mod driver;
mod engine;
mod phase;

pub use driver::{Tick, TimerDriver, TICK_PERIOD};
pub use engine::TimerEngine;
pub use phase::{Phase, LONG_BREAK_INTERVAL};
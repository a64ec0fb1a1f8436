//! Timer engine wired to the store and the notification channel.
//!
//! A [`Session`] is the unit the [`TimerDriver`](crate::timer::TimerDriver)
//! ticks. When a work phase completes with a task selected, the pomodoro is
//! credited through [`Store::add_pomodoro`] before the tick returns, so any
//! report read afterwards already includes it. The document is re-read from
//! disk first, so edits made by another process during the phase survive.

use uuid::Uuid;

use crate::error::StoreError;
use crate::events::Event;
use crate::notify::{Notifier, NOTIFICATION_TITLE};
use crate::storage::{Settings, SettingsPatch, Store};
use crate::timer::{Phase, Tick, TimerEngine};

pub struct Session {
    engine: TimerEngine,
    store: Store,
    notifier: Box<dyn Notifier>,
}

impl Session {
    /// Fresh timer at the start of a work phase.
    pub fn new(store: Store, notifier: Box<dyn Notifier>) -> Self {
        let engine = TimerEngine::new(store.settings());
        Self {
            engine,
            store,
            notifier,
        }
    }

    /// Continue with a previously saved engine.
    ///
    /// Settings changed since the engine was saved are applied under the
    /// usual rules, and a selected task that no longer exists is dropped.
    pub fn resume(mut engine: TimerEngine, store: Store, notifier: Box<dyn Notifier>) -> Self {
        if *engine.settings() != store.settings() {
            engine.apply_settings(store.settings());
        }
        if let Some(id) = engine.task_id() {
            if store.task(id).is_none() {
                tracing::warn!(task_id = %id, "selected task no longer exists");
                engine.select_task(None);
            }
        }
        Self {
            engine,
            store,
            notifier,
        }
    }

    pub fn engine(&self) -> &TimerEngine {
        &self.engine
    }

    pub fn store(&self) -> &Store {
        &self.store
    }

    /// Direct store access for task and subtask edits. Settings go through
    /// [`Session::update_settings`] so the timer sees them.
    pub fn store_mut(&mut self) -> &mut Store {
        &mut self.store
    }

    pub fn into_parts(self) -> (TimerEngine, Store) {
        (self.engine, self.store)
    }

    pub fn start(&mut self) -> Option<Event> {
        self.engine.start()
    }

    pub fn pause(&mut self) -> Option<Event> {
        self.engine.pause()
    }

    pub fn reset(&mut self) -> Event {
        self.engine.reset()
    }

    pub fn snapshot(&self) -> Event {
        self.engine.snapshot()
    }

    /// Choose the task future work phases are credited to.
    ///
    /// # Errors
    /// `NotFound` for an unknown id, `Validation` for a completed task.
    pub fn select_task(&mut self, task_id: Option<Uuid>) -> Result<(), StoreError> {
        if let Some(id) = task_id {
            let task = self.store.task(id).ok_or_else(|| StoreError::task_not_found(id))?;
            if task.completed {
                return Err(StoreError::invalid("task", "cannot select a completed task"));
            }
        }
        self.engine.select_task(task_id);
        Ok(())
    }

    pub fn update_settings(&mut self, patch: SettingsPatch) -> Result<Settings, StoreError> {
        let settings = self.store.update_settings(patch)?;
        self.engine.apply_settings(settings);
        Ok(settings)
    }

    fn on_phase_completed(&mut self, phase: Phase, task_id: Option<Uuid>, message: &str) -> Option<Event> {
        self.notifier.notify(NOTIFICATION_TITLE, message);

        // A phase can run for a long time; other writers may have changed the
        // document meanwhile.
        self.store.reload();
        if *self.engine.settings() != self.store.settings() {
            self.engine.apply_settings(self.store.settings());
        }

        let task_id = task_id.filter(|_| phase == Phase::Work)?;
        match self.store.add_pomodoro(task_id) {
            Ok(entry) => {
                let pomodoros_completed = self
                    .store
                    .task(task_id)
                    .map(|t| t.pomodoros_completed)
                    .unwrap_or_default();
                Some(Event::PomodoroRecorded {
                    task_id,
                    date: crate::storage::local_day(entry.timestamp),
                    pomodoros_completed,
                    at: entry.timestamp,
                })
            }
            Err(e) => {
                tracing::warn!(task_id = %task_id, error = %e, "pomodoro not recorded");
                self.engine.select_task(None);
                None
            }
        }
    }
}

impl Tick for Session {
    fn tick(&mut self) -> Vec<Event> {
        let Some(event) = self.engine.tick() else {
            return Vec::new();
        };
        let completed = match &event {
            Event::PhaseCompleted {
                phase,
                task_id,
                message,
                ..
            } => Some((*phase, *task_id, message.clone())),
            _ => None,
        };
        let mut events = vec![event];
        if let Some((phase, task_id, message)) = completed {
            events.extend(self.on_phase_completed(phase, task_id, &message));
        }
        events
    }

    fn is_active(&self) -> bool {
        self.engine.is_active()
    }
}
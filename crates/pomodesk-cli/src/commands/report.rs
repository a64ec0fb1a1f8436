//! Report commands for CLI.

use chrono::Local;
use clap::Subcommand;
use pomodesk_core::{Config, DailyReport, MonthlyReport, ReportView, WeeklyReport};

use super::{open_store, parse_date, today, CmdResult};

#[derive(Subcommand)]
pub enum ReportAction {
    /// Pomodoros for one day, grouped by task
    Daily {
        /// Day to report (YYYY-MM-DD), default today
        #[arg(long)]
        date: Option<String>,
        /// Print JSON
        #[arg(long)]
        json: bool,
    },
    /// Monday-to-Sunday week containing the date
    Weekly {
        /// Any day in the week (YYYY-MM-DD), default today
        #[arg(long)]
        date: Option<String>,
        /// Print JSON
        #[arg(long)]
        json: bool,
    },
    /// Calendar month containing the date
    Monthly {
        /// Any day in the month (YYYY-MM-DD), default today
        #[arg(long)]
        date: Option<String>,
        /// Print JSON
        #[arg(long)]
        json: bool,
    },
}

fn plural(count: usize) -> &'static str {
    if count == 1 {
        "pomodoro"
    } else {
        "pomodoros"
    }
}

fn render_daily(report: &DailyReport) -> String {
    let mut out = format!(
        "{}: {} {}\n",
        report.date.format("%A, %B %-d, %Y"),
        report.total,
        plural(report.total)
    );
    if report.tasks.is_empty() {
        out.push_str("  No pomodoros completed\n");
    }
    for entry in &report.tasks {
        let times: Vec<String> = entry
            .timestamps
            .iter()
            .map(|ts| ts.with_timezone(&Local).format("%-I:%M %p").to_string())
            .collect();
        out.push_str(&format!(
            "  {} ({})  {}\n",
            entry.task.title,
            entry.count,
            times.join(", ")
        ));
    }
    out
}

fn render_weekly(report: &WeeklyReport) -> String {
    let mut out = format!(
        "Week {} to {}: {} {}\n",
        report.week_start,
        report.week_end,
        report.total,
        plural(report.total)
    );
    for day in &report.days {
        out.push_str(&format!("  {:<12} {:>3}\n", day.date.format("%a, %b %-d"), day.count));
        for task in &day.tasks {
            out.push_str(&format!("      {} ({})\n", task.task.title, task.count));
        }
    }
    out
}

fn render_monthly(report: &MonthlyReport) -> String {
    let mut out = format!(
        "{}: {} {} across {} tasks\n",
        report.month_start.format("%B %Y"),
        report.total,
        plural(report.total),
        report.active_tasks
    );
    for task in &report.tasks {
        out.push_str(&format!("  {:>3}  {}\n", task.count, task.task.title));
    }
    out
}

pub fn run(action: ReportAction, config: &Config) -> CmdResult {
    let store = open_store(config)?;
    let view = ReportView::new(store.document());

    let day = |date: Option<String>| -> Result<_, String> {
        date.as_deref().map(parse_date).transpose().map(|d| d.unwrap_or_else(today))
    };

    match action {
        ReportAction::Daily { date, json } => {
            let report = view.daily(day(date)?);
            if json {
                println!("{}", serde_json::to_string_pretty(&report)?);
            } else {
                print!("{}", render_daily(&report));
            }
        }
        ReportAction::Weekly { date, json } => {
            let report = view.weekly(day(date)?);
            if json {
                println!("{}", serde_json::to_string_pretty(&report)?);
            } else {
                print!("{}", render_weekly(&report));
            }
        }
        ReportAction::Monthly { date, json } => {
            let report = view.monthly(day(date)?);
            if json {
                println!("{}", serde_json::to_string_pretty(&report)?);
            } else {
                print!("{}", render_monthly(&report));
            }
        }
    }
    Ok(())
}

********

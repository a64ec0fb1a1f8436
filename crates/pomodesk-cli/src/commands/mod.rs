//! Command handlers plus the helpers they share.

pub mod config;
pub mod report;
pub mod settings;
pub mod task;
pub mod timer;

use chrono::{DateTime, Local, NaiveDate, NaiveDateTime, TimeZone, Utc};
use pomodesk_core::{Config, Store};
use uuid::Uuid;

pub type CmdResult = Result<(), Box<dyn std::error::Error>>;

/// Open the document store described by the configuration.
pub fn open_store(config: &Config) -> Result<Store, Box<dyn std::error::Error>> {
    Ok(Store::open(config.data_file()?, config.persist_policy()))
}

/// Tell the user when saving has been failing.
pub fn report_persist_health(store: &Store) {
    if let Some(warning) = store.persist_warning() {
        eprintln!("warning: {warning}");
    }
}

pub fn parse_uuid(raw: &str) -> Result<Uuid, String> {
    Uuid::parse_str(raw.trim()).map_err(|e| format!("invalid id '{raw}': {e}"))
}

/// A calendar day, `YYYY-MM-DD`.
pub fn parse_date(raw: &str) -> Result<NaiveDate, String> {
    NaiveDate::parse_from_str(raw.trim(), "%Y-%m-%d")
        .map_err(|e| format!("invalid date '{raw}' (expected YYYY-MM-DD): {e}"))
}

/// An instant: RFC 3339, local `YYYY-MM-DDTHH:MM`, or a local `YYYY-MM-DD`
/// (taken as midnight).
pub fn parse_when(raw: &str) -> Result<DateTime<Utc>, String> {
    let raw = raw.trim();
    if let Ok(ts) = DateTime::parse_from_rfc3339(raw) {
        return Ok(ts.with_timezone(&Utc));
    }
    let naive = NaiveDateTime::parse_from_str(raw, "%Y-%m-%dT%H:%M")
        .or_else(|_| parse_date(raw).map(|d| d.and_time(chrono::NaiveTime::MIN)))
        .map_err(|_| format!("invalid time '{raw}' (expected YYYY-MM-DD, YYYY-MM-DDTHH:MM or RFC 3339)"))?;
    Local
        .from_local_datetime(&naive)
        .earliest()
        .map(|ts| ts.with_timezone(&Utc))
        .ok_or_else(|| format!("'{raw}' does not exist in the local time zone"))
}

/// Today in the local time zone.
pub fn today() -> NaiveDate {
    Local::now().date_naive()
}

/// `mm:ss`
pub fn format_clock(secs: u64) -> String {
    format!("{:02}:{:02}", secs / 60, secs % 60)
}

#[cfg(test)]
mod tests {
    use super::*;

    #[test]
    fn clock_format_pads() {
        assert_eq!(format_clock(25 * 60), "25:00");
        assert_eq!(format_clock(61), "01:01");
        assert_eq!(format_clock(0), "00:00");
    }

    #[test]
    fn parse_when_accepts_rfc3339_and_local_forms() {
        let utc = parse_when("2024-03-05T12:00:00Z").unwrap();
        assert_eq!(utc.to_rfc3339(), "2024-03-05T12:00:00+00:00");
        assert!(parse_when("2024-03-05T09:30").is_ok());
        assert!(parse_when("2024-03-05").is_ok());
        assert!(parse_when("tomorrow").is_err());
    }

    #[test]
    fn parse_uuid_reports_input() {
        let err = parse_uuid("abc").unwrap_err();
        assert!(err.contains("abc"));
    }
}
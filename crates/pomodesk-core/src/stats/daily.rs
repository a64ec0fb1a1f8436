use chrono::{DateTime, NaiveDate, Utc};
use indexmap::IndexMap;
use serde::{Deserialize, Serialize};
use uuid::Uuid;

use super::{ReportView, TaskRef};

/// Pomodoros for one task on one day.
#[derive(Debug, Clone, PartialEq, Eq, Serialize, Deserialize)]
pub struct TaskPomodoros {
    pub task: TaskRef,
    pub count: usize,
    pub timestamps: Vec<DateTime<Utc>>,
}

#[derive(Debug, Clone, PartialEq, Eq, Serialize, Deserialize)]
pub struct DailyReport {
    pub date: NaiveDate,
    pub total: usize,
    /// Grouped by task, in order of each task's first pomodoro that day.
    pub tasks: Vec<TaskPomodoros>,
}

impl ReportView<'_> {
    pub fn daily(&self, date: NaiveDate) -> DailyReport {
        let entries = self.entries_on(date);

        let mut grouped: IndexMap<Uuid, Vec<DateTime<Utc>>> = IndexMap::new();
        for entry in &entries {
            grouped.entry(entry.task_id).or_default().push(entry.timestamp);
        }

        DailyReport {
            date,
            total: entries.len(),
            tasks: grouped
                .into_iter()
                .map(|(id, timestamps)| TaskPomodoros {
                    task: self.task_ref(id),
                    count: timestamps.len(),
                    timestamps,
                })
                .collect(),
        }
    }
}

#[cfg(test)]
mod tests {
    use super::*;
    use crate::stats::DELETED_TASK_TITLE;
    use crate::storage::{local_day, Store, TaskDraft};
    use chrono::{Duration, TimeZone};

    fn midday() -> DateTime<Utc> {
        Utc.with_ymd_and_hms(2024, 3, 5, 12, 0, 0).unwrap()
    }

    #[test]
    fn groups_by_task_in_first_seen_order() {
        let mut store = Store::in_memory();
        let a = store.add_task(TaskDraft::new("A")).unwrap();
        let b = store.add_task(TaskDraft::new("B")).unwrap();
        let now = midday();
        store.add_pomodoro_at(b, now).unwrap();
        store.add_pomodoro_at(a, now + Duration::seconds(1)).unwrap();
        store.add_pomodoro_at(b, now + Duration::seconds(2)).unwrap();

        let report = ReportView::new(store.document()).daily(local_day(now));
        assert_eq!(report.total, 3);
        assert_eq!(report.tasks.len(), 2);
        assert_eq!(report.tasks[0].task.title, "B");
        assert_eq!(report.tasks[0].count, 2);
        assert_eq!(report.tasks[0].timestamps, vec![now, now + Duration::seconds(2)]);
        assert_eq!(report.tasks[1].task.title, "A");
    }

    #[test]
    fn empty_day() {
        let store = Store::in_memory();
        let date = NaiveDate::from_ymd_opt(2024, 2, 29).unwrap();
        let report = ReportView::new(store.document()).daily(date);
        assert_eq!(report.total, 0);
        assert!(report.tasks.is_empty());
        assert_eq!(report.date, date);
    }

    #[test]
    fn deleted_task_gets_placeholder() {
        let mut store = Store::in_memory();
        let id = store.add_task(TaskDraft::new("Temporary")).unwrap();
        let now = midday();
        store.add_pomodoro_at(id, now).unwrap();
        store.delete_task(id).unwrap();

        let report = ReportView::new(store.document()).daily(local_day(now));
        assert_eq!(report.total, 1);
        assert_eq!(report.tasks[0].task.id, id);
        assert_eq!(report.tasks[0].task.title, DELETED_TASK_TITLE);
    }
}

********

◆ Activity
For the listing above, print only the lines starting at the line containing "pub struct TaskPomodoros" and ending at the line containing "let entries = self.entries_on(date);", exactly, both included.

◆ Result of this exercise
pub struct TaskPomodoros {
    pub task: TaskRef,
    pub count: usize,
    pub timestamps: Vec<DateTime<Utc>>,
}

#[derive(Debug, Clone, PartialEq, Eq, Serialize, Deserialize)]
pub struct DailyReport {
    pub date: NaiveDate,
    pub total: usize,
    /// Grouped by task, in order of each task's first pomodoro that day.
    pub tasks: Vec<TaskPomodoros>,
}

impl ReportView<'_> {
    pub fn daily(&self, date: NaiveDate) -> DailyReport {
        let entries = self.entries_on(date);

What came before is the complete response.